Stored items:
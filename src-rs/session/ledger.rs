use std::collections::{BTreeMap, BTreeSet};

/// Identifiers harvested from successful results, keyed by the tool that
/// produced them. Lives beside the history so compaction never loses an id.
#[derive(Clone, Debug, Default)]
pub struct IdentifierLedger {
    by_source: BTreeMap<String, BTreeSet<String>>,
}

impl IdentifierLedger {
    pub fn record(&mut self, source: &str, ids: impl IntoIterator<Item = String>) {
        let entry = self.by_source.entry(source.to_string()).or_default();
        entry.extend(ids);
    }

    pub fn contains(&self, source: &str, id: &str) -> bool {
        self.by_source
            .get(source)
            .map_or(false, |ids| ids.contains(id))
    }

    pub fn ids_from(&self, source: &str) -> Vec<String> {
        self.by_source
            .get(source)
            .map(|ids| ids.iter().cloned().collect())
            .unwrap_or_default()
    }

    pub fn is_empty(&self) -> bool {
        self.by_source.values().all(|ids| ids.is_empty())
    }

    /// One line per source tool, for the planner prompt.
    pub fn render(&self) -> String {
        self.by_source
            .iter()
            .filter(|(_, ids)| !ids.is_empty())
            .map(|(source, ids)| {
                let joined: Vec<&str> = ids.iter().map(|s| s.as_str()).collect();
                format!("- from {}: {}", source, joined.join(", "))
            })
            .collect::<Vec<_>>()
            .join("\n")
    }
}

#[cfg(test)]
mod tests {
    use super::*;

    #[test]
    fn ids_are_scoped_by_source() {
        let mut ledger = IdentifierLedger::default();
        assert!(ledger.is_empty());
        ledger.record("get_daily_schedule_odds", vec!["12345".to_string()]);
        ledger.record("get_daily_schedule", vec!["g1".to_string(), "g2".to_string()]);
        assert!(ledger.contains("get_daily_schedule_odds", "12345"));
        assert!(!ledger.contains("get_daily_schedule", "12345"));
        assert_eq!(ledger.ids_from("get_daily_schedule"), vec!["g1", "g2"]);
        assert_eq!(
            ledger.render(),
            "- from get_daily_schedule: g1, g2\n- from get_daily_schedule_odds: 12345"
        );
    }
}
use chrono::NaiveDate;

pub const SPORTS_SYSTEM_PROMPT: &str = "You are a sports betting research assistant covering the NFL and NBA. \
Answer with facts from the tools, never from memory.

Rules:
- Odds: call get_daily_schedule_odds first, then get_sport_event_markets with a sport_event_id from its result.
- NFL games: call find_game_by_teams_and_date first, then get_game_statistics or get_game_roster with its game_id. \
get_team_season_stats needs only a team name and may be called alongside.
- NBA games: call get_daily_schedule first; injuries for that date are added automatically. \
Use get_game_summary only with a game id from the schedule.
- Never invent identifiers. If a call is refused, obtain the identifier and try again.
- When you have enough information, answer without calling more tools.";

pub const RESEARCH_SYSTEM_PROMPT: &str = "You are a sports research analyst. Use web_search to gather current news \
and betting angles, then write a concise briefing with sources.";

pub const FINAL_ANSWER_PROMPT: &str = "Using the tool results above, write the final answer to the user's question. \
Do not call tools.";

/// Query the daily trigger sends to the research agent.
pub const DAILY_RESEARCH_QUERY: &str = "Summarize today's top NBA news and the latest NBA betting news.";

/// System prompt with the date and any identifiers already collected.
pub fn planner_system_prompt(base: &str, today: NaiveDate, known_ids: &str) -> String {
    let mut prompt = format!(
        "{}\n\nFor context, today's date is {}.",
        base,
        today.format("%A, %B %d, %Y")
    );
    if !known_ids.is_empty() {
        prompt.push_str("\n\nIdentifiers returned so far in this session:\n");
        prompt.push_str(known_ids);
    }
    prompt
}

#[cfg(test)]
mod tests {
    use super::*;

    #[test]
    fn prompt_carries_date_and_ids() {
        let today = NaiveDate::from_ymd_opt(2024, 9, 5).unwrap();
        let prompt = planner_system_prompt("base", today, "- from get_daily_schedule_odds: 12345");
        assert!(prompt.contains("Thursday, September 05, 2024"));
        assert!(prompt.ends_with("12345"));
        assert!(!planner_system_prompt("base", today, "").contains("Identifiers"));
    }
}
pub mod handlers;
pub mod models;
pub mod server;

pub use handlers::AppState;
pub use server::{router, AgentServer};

*Work instruction*
An exact restatement of the data above is required.

*Answer to this task*
filename src-rs/session/ledger.rs
use std::collections::{BTreeMap, BTreeSet};

/// Identifiers harvested from successful results, keyed by the tool that
/// produced them. Lives beside the history so compaction never loses an id.
#[derive(Clone, Debug, Default)]
pub struct IdentifierLedger {
    by_source: BTreeMap<String, BTreeSet<String>>,
}

impl IdentifierLedger {
    pub fn record(&mut self, source: &str, ids: impl IntoIterator<Item = String>) {
        let entry = self.by_source.entry(source.to_string()).or_default();
        entry.extend(ids);
    }

    pub fn contains(&self, source: &str, id: &str) -> bool {
        self.by_source
            .get(source)
            .map_or(false, |ids| ids.contains(id))
    }

    pub fn ids_from(&self, source: &str) -> Vec<String> {
        self.by_source
            .get(source)
            .map(|ids| ids.iter().cloned().collect())
            .unwrap_or_default()
    }

    pub fn is_empty(&self) -> bool {
        self.by_source.values().all(|ids| ids.is_empty())
    }

    /// One line per source tool, for the planner prompt.
    pub fn render(&self) -> String {
        self.by_source
            .iter()
            .filter(|(_, ids)| !ids.is_empty())
            .map(|(source, ids)| {
                let joined: Vec<&str> = ids.iter().map(|s| s.as_str()).collect();
                format!("- from {}: {}", source, joined.join(", "))
            })
            .collect::<Vec<_>>()
            .join("\n")
    }
}

#[cfg(test)]
mod tests {
    use super::*;

    #[test]
    fn ids_are_scoped_by_source() {
        let mut ledger = IdentifierLedger::default();
        assert!(ledger.is_empty());
        ledger.record("get_daily_schedule_odds", vec!["12345".to_string()]);
        ledger.record("get_daily_schedule", vec!["g1".to_string(), "g2".to_string()]);
        assert!(ledger.contains("get_daily_schedule_odds", "12345"));
        assert!(!ledger.contains("get_daily_schedule", "12345"));
        assert_eq!(ledger.ids_from("get_daily_schedule"), vec!["g1", "g2"]);
        assert_eq!(
            ledger.render(),
            "- from get_daily_schedule: g1, g2\n- from get_daily_schedule_odds: 12345"
        );
    }
}
use chrono::NaiveDate;

pub const SPORTS_SYSTEM_PROMPT: &str = "You are a sports betting research assistant covering the NFL and NBA. \
Answer with facts from the tools, never from memory.

Rules:
- Odds: call get_daily_schedule_odds first, then get_sport_event_markets with a sport_event_id from its result.
- NFL games: call find_game_by_teams_and_date first, then get_game_statistics or get_game_roster with its game_id. \
get_team_season_stats needs only a team name and may be called alongside.
- NBA games: call get_daily_schedule first; injuries for that date are added automatically. \
Use get_game_summary only with a game id from the schedule.
- Never invent identifiers. If a call is refused, obtain the identifier and try again.
- When you have enough information, answer without calling more tools.";

pub const RESEARCH_SYSTEM_PROMPT: &str = "You are a sports research analyst. Use web_search to gather current news \
and betting angles, then write a concise briefing with sources.";

pub const FINAL_ANSWER_PROMPT: &str = "Using the tool results above, write the final answer to the user's question. \
Do not call tools.";

/// Query the daily trigger sends to the research agent.
pub const DAILY_RESEARCH_QUERY: &str = "Summarize today's top NBA news and the latest NBA betting news.";

/// System prompt with the date and any identifiers already collected.
pub fn planner_system_prompt(base: &str, today: NaiveDate, known_ids: &str) -> String {
    let mut prompt = format!(
        "{}\n\nFor context, today's date is {}.",
        base,
        today.format("%A, %B %d, %Y")
    );
    if !known_ids.is_empty() {
        prompt.push_str("\n\nIdentifiers returned so far in this session:\n");
        prompt.push_str(known_ids);
    }
    prompt
}

#[cfg(test)]
mod tests {
    use super::*;

    #[test]
    fn prompt_carries_date_and_ids() {
        let today = NaiveDate::from_ymd_opt(2024, 9, 5).unwrap();
        let prompt = planner_system_prompt("base", today, "- from get_daily_schedule_odds: 12345");
        assert!(prompt.contains("Thursday, September 05, 2024"));
        assert!(prompt.ends_with("12345"));
        assert!(!planner_system_prompt("base", today, "").contains("Identifiers"));
    }
}
pub mod handlers;
pub mod models;
pub mod server;

pub use handlers::AppState;
pub use server::{router, AgentServer};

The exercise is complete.